Former village in Brunei

Limbongan was a neighbourhood in Kampong Ayer, the riverine stilt settlement in Bandar Seri Begawan, the capital of Brunei. It was officially a village subdivision under Tamoi, a mukim (subdistrict) of Brunei-Muara District, and had the postcode BL1312. Limbongan was one of the traditional stilt neighbourhoods which had existed along the banks of the Kedayan River, a tributary of the Brunei River in the vicinity of Kampong Ayer, before they were eventually demolished in the 2010s and redeveloped into Taman Mahkota Jubli Emas, a riverfront park.

== Etymology ==
"Limbongan" is the former spelling of the Malay word "limbungan" which literally means 'dockyard'.

== History ==
Kampong Limbongan served as a trading base for pengalu from Kampong Tamoi, Lorong Dalam, Burong Pinggai, and Bukit Salat.

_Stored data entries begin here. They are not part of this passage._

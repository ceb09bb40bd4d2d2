//! Instability scoring engine

mod cache;
mod inference;
mod output;

pub use cache::{ModelCache, ModelHandle, ModelLoader};
pub use inference::{OnnxModel, OnnxModelLoader, DEFAULT_MODEL_PATH};
pub use output::{clamp_score, confidence_percent, tier_percent};

use crate::error::MonitorError;
use crate::models::{FeatureVector, MetricsSnapshot};
use crate::observability::MonitorMetrics;
use std::sync::Arc;
use std::time::{Duration, Instant};
use tracing::{debug, warn};

/// Inference latency above which a warning is logged
pub const SLOW_INFERENCE_THRESHOLD: Duration = Duration::from_millis(50);

/// Trait for scoring model implementations
pub trait ScoringModel: Send + Sync {
    /// Run inference and return the raw, unclamped output
    fn infer(&self, features: &FeatureVector) -> Result<f32, MonitorError>;

    /// Version label of the loaded model
    fn version(&self) -> &str;
}

/// Turns snapshots into clamped scores using the cached model
pub struct Predictor {
    cache: Arc<ModelCache>,
    metrics: MonitorMetrics,
}

impl Predictor {
    pub fn new(cache: Arc<ModelCache>, metrics: MonitorMetrics) -> Self {
        Self { cache, metrics }
    }

    pub fn cache(&self) -> &Arc<ModelCache> {
        &self.cache
    }

    /// Score a snapshot; the result is always finite and within [0, 1]
    pub fn predict(&self, snapshot: &MetricsSnapshot) -> Result<f32, MonitorError> {
        let features = FeatureVector::from_snapshot(snapshot)?;
        let handle = self.cache.get_handle()?;

        let start = Instant::now();
        let raw = handle.model().infer(&features)?;
        let elapsed = start.elapsed();
        self.metrics.observe_inference_latency(elapsed.as_secs_f64());

        if elapsed > SLOW_INFERENCE_THRESHOLD {
            warn!(elapsed_ms = elapsed.as_millis(), "Inference exceeded latency target");
        }

        if !raw.is_finite() {
            return Err(MonitorError::NonFiniteScore(raw));
        }

        let score = clamp_score(raw);
        debug!(raw, score, model_version = %handle.version(), "Inference completed");
        Ok(score)
    }
}

#[cfg(test)]
mod tests {
    use super::*;
    use anyhow::Result;
    use std::sync::Mutex;

    /// Model double returning a fixed raw output and recording its inputs
    struct FixedModel {
        raw: f32,
        seen: Arc<Mutex<Vec<FeatureVector>>>,
    }

    impl ScoringModel for FixedModel {
        fn infer(&self, features: &FeatureVector) -> Result<f32, MonitorError> {
            self.seen.lock().unwrap().push(*features);
            Ok(self.raw)
        }

        fn version(&self) -> &str {
            "test"
        }
    }

    struct FixedLoader {
        raw: f32,
        seen: Arc<Mutex<Vec<FeatureVector>>>,
    }

    impl ModelLoader for FixedLoader {
        fn load(&self) -> Result<Box<dyn ScoringModel>> {
            Ok(Box::new(FixedModel {
                raw: self.raw,
                seen: self.seen.clone(),
            }))
        }

        fn source(&self) -> &std::path::Path {
            std::path::Path::new("memory")
        }
    }

    fn predictor_with(raw: f32) -> (Predictor, Arc<Mutex<Vec<FeatureVector>>>) {
        let seen = Arc::new(Mutex::new(Vec::new()));
        let cache = Arc::new(ModelCache::new(FixedLoader {
            raw,
            seen: seen.clone(),
        }));
        (Predictor::new(cache, MonitorMetrics::new()), seen)
    }

    #[test]
    fn test_score_passes_through_in_range() {
        let (predictor, seen) = predictor_with(0.95);
        let score = predictor.predict(&MetricsSnapshot::new(90.0, 85.0, 40.0)).unwrap();

        assert_eq!(score, 0.95);
        let inputs = seen.lock().unwrap();
        assert_eq!(inputs.len(), 1);
        assert_eq!(inputs[0].to_array(), [0.9, 0.85, 0.4]);
    }

    #[test]
    fn test_score_clamped_high() {
        let (predictor, _) = predictor_with(1.7);
        let score = predictor.predict(&MetricsSnapshot::new(50.0, 50.0, 50.0)).unwrap();
        assert_eq!(score, 1.0);
    }

    #[test]
    fn test_score_clamped_low() {
        let (predictor, _) = predictor_with(-0.3);
        let score = predictor.predict(&MetricsSnapshot::new(50.0, 50.0, 50.0)).unwrap();
        assert_eq!(score, 0.0);
    }

    #[test]
    fn test_non_finite_output_rejected() {
        let (predictor, _) = predictor_with(f32::NAN);
        let err = predictor.predict(&MetricsSnapshot::new(50.0, 50.0, 50.0)).unwrap_err();
        assert!(matches!(err, MonitorError::NonFiniteScore(_)));

        let (predictor, _) = predictor_with(f32::INFINITY);
        let err = predictor.predict(&MetricsSnapshot::new(50.0, 50.0, 50.0)).unwrap_err();
        assert!(matches!(err, MonitorError::NonFiniteScore(_)));
    }

    #[test]
    fn test_out_of_range_metric_never_reaches_model() {
        let (predictor, seen) = predictor_with(0.2);
        let err = predictor.predict(&MetricsSnapshot::new(150.0, 50.0, 50.0)).unwrap_err();

        assert!(matches!(err, MonitorError::MetricOutOfRange { .. }));
        assert!(seen.lock().unwrap().is_empty());
    }
}
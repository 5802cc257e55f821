//! In-memory version store.

use dashmap::DashMap;
use dashmap::mapref::entry::Entry;

use kioku_types::{Block, BlockKey, ProposalId, Version, VersionId};

use super::{NewVersion, VersionedStore, report_corrupt, verify_chain};
use crate::error::{Result, StoreError};
use crate::lock::BlockLocks;

/// One block's full history, oldest first.
#[derive(Debug, Clone)]
struct Chain {
    block: Block,
    versions: Vec<Version>,
}

impl Chain {
    fn head(&self) -> Result<&Version> {
        self.versions
            .last()
            .ok_or_else(|| StoreError::corrupt(&self.block.key(), "block has no versions"))
    }
}

/// `DashMap`-backed store, lost on restart.
pub struct MemoryVersionStore {
    chains: DashMap<BlockKey, Chain>,
    locks: BlockLocks,
}

impl Default for MemoryVersionStore {
    fn default() -> Self {
        Self::new(BlockLocks::default())
    }
}

impl MemoryVersionStore {
    pub fn new(locks: BlockLocks) -> Self {
        Self {
            chains: DashMap::new(),
            locks,
        }
    }

    fn chain(&self, key: &BlockKey) -> Result<Chain> {
        self.chains
            .get(key)
            .map(|c| c.value().clone())
            .ok_or_else(|| StoreError::block_not_found(key))
    }
}

impl VersionedStore for MemoryVersionStore {
    #[tracing::instrument(skip(self, root), fields(block = %key), name = "store.create_block")]
    fn create_from(&self, key: &BlockKey, root: NewVersion<'_>) -> Result<(Block, Version)> {
        let root = Version::next(key, None, root.body, root.message, root.author, root.source_proposal);
        let block = Block {
            label: key.label.clone(),
            owner_id: key.owner_id.clone(),
            current_version: root.id,
            version_count: 1,
            created_at: root.created_at,
        };

        match self.chains.entry(key.clone()) {
            Entry::Occupied(_) => Err(StoreError::AlreadyExists(key.clone())),
            Entry::Vacant(slot) => {
                slot.insert(Chain {
                    block: block.clone(),
                    versions: vec![root.clone()],
                });
                tracing::debug!(version = %root.id, "created block");
                Ok((block, root))
            }
        }
    }

    fn current(&self, key: &BlockKey) -> Result<(Block, Version)> {
        let chain = self.chains.get(key).ok_or_else(|| StoreError::block_not_found(key))?;
        let head = chain.head()?;
        if head.id != chain.block.current_version {
            return report_corrupt(Err(StoreError::corrupt(key, "head pointer disagrees with chain")));
        }
        Ok((chain.block.clone(), head.clone()))
    }

    #[tracing::instrument(skip(self, new), fields(block = %key), name = "store.commit")]
    fn commit_from(&self, key: &BlockKey, new: NewVersion<'_>) -> Result<Version> {
        self.locks.with_lock(key, || {
            let mut chain = self
                .chains
                .get_mut(key)
                .ok_or_else(|| StoreError::block_not_found(key))?;
            let head = chain.head()?.clone();

            if new.expected_head.is_some_and(|expected| expected != head.id) {
                return Err(StoreError::HeadMoved {
                    key: key.clone(),
                    expected: new.expected_head,
                    actual: head.id,
                });
            }

            let version = Version::next(
                key,
                Some(&head),
                new.body,
                new.message,
                new.author,
                new.source_proposal,
            );
            chain.block.current_version = version.id;
            chain.block.version_count = version.seq;
            chain.versions.push(version.clone());

            tracing::debug!(version = %version.id, seq = version.seq, "committed version");
            Ok(version)
        })
    }

    fn history(&self, key: &BlockKey, limit: usize) -> Result<Vec<Version>> {
        let chain = self.chain(key)?;
        if limit == 0 {
            return Ok(Vec::new());
        }
        let versions: Vec<Version> = chain.versions.iter().rev().take(limit).cloned().collect();
        let complete = versions.len() == chain.versions.len();
        report_corrupt(verify_chain(key, chain.block.current_version, &versions, complete))?;
        Ok(versions)
    }

    fn at(&self, key: &BlockKey, version_id: VersionId) -> Result<Version> {
        let chain = self.chains.get(key).ok_or_else(|| StoreError::block_not_found(key))?;
        chain
            .versions
            .iter()
            .find(|v| v.id == version_id)
            .cloned()
            .ok_or_else(|| StoreError::not_found("version", version_id))
    }

    fn list_blocks(&self, owner_id: &str) -> Result<Vec<Block>> {
        let mut blocks: Vec<Block> = self
            .chains
            .iter()
            .filter(|entry| entry.key().owner_id == owner_id)
            .map(|entry| entry.value().block.clone())
            .collect();
        blocks.sort_by(|a, b| a.label.cmp(&b.label));
        Ok(blocks)
    }

    fn find_by_proposal(&self, key: &BlockKey, proposal: ProposalId) -> Result<Option<Version>> {
        let Some(chain) = self.chains.get(key) else {
            return Ok(None);
        };
        Ok(chain
            .versions
            .iter()
            .rev()
            .find(|v| v.source_proposal == Some(proposal))
            .cloned())
    }
}

#[cfg(test)]
mod tests {
    use super::super::contract;
    use super::*;
    use std::sync::Arc;
    use std::thread;

    #[test]
    fn test_create_and_current() {
        contract::create_and_current(&MemoryVersionStore::default());
    }

    #[test]
    fn test_duplicate_create() {
        contract::duplicate_create(&MemoryVersionStore::default());
    }

    #[test]
    fn test_missing_block() {
        contract::missing_block(&MemoryVersionStore::default());
    }

    #[test]
    fn test_monotonic_history() {
        contract::monotonic_history(&MemoryVersionStore::default());
    }

    #[test]
    fn test_zero_limit_history() {
        contract::zero_limit_history(&MemoryVersionStore::default());
    }

    #[test]
    fn test_create_from_root() {
        contract::create_from_root(&MemoryVersionStore::default());
    }

    #[test]
    fn test_expected_head_guard() {
        contract::expected_head_guard(&MemoryVersionStore::default());
    }

    #[test]
    fn test_restore_is_additive() {
        contract::restore_is_additive(&MemoryVersionStore::default());
    }

    #[test]
    fn test_at_rejects_foreign_version() {
        contract::at_rejects_foreign_version(&MemoryVersionStore::default());
    }

    #[test]
    fn test_list_and_find() {
        contract::list_and_find(&MemoryVersionStore::default());
    }

    #[test]
    fn test_concurrent_commits_stay_linear() {
        let store = Arc::new(MemoryVersionStore::new(BlockLocks::new(
            std::time::Duration::from_secs(5),
        )));
        let key = contract::key();
        store.create_block(&key, "").unwrap();

        let handles: Vec<_> = (0..8)
            .map(|t| {
                let store = Arc::clone(&store);
                let key = key.clone();
                thread::spawn(move || {
                    for i in 0..10 {
                        store.commit(&key, &format!("{t}-{i}"), "edit", "u1").unwrap();
                    }
                })
            })
            .collect();
        for h in handles {
            h.join().unwrap();
        }

        let history = store.history(&key, usize::MAX).unwrap();
        assert_eq!(history.len(), 81);
        assert_eq!(history[0].seq, 81);
        let (block, _) = store.current(&key).unwrap();
        assert_eq!(block.version_count, 81);
    }
}
//! Shared types for kioku: versioned memory blocks with agent proposals.
//!
//! This is the leaf crate: typed ids, blocks, versions, proposals and the
//! closed set of edit operations an agent may propose. It has **no internal
//! kioku dependencies**.
//!
//! # Entity Overview
//!
//! ```text
//! Owner (owner_id) ← user / tenant, derived outside kioku
//!     └── owns Block (label unique per owner)
//!             └── history of Version (VersionId, seq 1..=n, parent chain)
//!             └── queue of Proposal (ProposalId, pending until reviewed)
//! ```
//!
//! |-------------------|----------------------------------------------|
//! | Type              | Purpose                                      |
//! |-------------------|----------------------------------------------|
//! | [`BlockKey`]      | `(owner_id, label)` address of a block       |
//! | [`Block`]         | Block directory entry (points at head)       |
//! | [`Version`]       | Immutable full-body snapshot                 |
//! | [`Proposal`]      | Agent-suggested edit awaiting review         |
//! | [`EditOperation`] | Append / ReplaceSubstring / FullReplace      |
//! |-------------------|----------------------------------------------|

pub mod block;
pub mod ids;
pub mod proposal;

pub use block::{Block, BlockKey, LabelError, Version, VersionSummary, content_hash};
pub use ids::{ProposalId, VersionId};
pub use proposal::{
    Confidence, EditOperation, OperationError, Proposal, ProposalStatus, ProposalSummary, Strategy,
};

/// Author prefix for versions committed on behalf of an agent.
pub const AGENT_AUTHOR_PREFIX: &str = "agent:";

/// Format the author string recorded for an agent's approved proposal.
pub fn agent_author(agent_id: &str) -> String {
    format!("{AGENT_AUTHOR_PREFIX}{agent_id}")
}

/// Current time as Unix milliseconds.
pub fn now_millis() -> u64 {
    std::time::SystemTime::now()
        .duration_since(std::time::UNIX_EPOCH)
        .map(|d| d.as_millis() as u64)
        .unwrap_or(0)
}
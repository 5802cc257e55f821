//! SQLite-backed version store.

use kioku_types::{Block, BlockKey, ProposalId, Version, VersionId};

use super::{NewVersion, VersionedStore, report_corrupt, verify_chain};
use crate::db::SharedDb;
use crate::error::{Result, StoreError};
use crate::lock::BlockLocks;

/// Version store over a shared [`StoreDb`](crate::db::StoreDb).
pub struct DbVersionStore {
    db: SharedDb,
    locks: BlockLocks,
}

impl DbVersionStore {
    pub fn new(db: SharedDb, locks: BlockLocks) -> Self {
        Self { db, locks }
    }

    fn head(&self, key: &BlockKey) -> Result<(Block, Version)> {
        let db = self.db.lock();
        let block = db.load_block(key)?.ok_or_else(|| StoreError::block_not_found(key))?;
        let head = db
            .load_version(key, block.current_version)?
            .ok_or_else(|| StoreError::corrupt(key, format!("head {} is missing", block.current_version)))?;
        if head.seq != block.version_count {
            return Err(StoreError::corrupt(
                key,
                format!("head seq {} but block records {}", head.seq, block.version_count),
            ));
        }
        Ok((block, head))
    }
}

impl VersionedStore for DbVersionStore {
    #[tracing::instrument(skip(self, root), fields(block = %key), name = "store.create_block")]
    fn create_from(&self, key: &BlockKey, root: NewVersion<'_>) -> Result<(Block, Version)> {
        let root = Version::next(key, None, root.body, root.message, root.author, root.source_proposal);
        let block = Block {
            label: key.label.clone(),
            owner_id: key.owner_id.clone(),
            current_version: root.id,
            version_count: 1,
            created_at: root.created_at,
        };
        if !self.db.lock().insert_block(&block, &root)? {
            return Err(StoreError::AlreadyExists(key.clone()));
        }
        tracing::debug!(version = %root.id, "created block");
        Ok((block, root))
    }

    fn current(&self, key: &BlockKey) -> Result<(Block, Version)> {
        report_corrupt(self.head(key))
    }

    #[tracing::instrument(skip(self, new), fields(block = %key), name = "store.commit")]
    fn commit_from(&self, key: &BlockKey, new: NewVersion<'_>) -> Result<Version> {
        self.locks.with_lock(key, || {
            let (_, head) = report_corrupt(self.head(key))?;
            if new.expected_head.is_some_and(|expected| expected != head.id) {
                return Err(StoreError::HeadMoved {
                    key: key.clone(),
                    expected: new.expected_head,
                    actual: head.id,
                });
            }

            let version = Version::next(
                key,
                Some(&head),
                new.body,
                new.message,
                new.author,
                new.source_proposal,
            );
            if !self.db.lock().append_version(&head, &version)? {
                // Another process moved the head under us.
                let (_, actual) = self.head(key)?;
                return Err(StoreError::HeadMoved {
                    key: key.clone(),
                    expected: Some(head.id),
                    actual: actual.id,
                });
            }

            tracing::debug!(version = %version.id, seq = version.seq, "committed version");
            Ok(version)
        })
    }

    fn history(&self, key: &BlockKey, limit: usize) -> Result<Vec<Version>> {
        // Block row and rows must come from the same snapshot.
        let (block, versions) = {
            let db = self.db.lock();
            let block = db.load_block(key)?.ok_or_else(|| StoreError::block_not_found(key))?;
            if limit == 0 {
                return Ok(Vec::new());
            }
            (block, db.load_history(key, limit)?)
        };
        let complete = versions.len() < limit || versions.len() as u64 == block.version_count;
        report_corrupt(verify_chain(key, block.current_version, &versions, complete))?;
        Ok(versions)
    }

    fn at(&self, key: &BlockKey, version_id: VersionId) -> Result<Version> {
        let db = self.db.lock();
        if db.load_block(key)?.is_none() {
            return Err(StoreError::block_not_found(key));
        }
        db.load_version(key, version_id)?
            .ok_or_else(|| StoreError::not_found("version", version_id))
    }

    fn list_blocks(&self, owner_id: &str) -> Result<Vec<Block>> {
        Ok(self.db.lock().list_blocks(owner_id)?)
    }

    fn find_by_proposal(&self, key: &BlockKey, proposal: ProposalId) -> Result<Option<Version>> {
        Ok(self.db.lock().find_version_by_proposal(key, proposal)?)
    }
}

#[cfg(test)]
mod tests {
    use super::super::contract;
    use super::*;
    use crate::db::StoreDb;

    fn store() -> DbVersionStore {
        DbVersionStore::new(StoreDb::in_memory().unwrap().into_shared(), BlockLocks::default())
    }

    #[test]
    fn test_create_and_current() {
        contract::create_and_current(&store());
    }

    #[test]
    fn test_duplicate_create() {
        contract::duplicate_create(&store());
    }

    #[test]
    fn test_missing_block() {
        contract::missing_block(&store());
    }

    #[test]
    fn test_monotonic_history() {
        contract::monotonic_history(&store());
    }

    #[test]
    fn test_zero_limit_history() {
        contract::zero_limit_history(&store());
    }

    #[test]
    fn test_create_from_root() {
        contract::create_from_root(&store());
    }

    #[test]
    fn test_expected_head_guard() {
        contract::expected_head_guard(&store());
    }

    #[test]
    fn test_restore_is_additive() {
        contract::restore_is_additive(&store());
    }

    #[test]
    fn test_at_rejects_foreign_version() {
        contract::at_rejects_foreign_version(&store());
    }

    #[test]
    fn test_list_and_find() {
        contract::list_and_find(&store());
    }

    #[test]
    fn test_history_survives_reopen() {
        let dir = tempfile::tempdir().unwrap();
        let path = dir.path().join("kioku.db");
        let key = contract::key();
        {
            let store = DbVersionStore::new(StoreDb::open(&path).unwrap().into_shared(), BlockLocks::default());
            store.create_block(&key, "v1").unwrap();
            store.commit(&key, "v2", "edit", "u1").unwrap();
        }
        let store = DbVersionStore::new(StoreDb::open(&path).unwrap().into_shared(), BlockLocks::default());
        let history = store.history(&key, 10).unwrap();
        assert_eq!(history.len(), 2);
        assert_eq!(history[0].body, "v2");
    }

    #[test]
    fn test_dangling_head_is_isolated() {
        let db = StoreDb::in_memory().unwrap().into_shared();
        let store = DbVersionStore::new(db.clone(), BlockLocks::default());
        let broken = BlockKey::new("u1", "broken");
        let healthy = BlockKey::new("u1", "healthy");
        store.create_block(&broken, "v1").unwrap();
        store.commit(&broken, "v2", "edit", "u1").unwrap();
        store.create_block(&healthy, "fine").unwrap();

        db.lock()
            .conn()
            .execute(
                "UPDATE blocks SET head_id = ?1 WHERE owner_id = ?2 AND label = ?3",
                rusqlite::params![VersionId::new().to_string(), "u1", "broken"],
            )
            .unwrap();

        assert!(matches!(store.current(&broken), Err(StoreError::Corrupt { .. })));
        assert!(matches!(store.history(&broken, 10), Err(StoreError::Corrupt { .. })));
        assert_eq!(store.current(&healthy).unwrap().1.body, "fine");
        assert_eq!(store.history(&healthy, 10).unwrap().len(), 1);
    }

    #[test]
    fn test_broken_parent_link_is_isolated() {
        let db = StoreDb::in_memory().unwrap().into_shared();
        let store = DbVersionStore::new(db.clone(), BlockLocks::default());
        let broken = BlockKey::new("u1", "broken");
        let healthy = BlockKey::new("u1", "healthy");
        store.create_block(&broken, "v1").unwrap();
        store.commit(&broken, "v2", "edit", "u1").unwrap();
        let v3 = store.commit(&broken, "v3", "edit", "u1").unwrap();
        store.create_block(&healthy, "fine").unwrap();
        store.commit(&healthy, "finer", "edit", "u1").unwrap();

        db.lock()
            .conn()
            .execute(
                "UPDATE versions SET parent_id = ?1 WHERE id = ?2",
                rusqlite::params![VersionId::new().to_string(), v3.id.to_string()],
            )
            .unwrap();

        assert!(matches!(store.history(&broken, 10), Err(StoreError::Corrupt { .. })));
        let history = store.history(&healthy, 10).unwrap();
        assert_eq!(history.len(), 2);
        assert_eq!(history[0].body, "finer");
    }
}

From this base, they conducted trade in areas including Kampong Batu Empat, Kilanas, Mulaut, Junjungan, and Limau Manis. These traders utilised large perahu or sampan equipped with walls and roof awnings for protection, often operated with the help of their family members.

== Places of interest ==
Kampong Limbongan is notable for having a headstone dated 848 Hijrah (corresponding to AD 1444), indicating its historical significance. This, along with other early Islamic gravestones in the region, such as those in Kota Batu and Luba, supports evidence of Brunei's Islamic heritage dating back to the 13th century.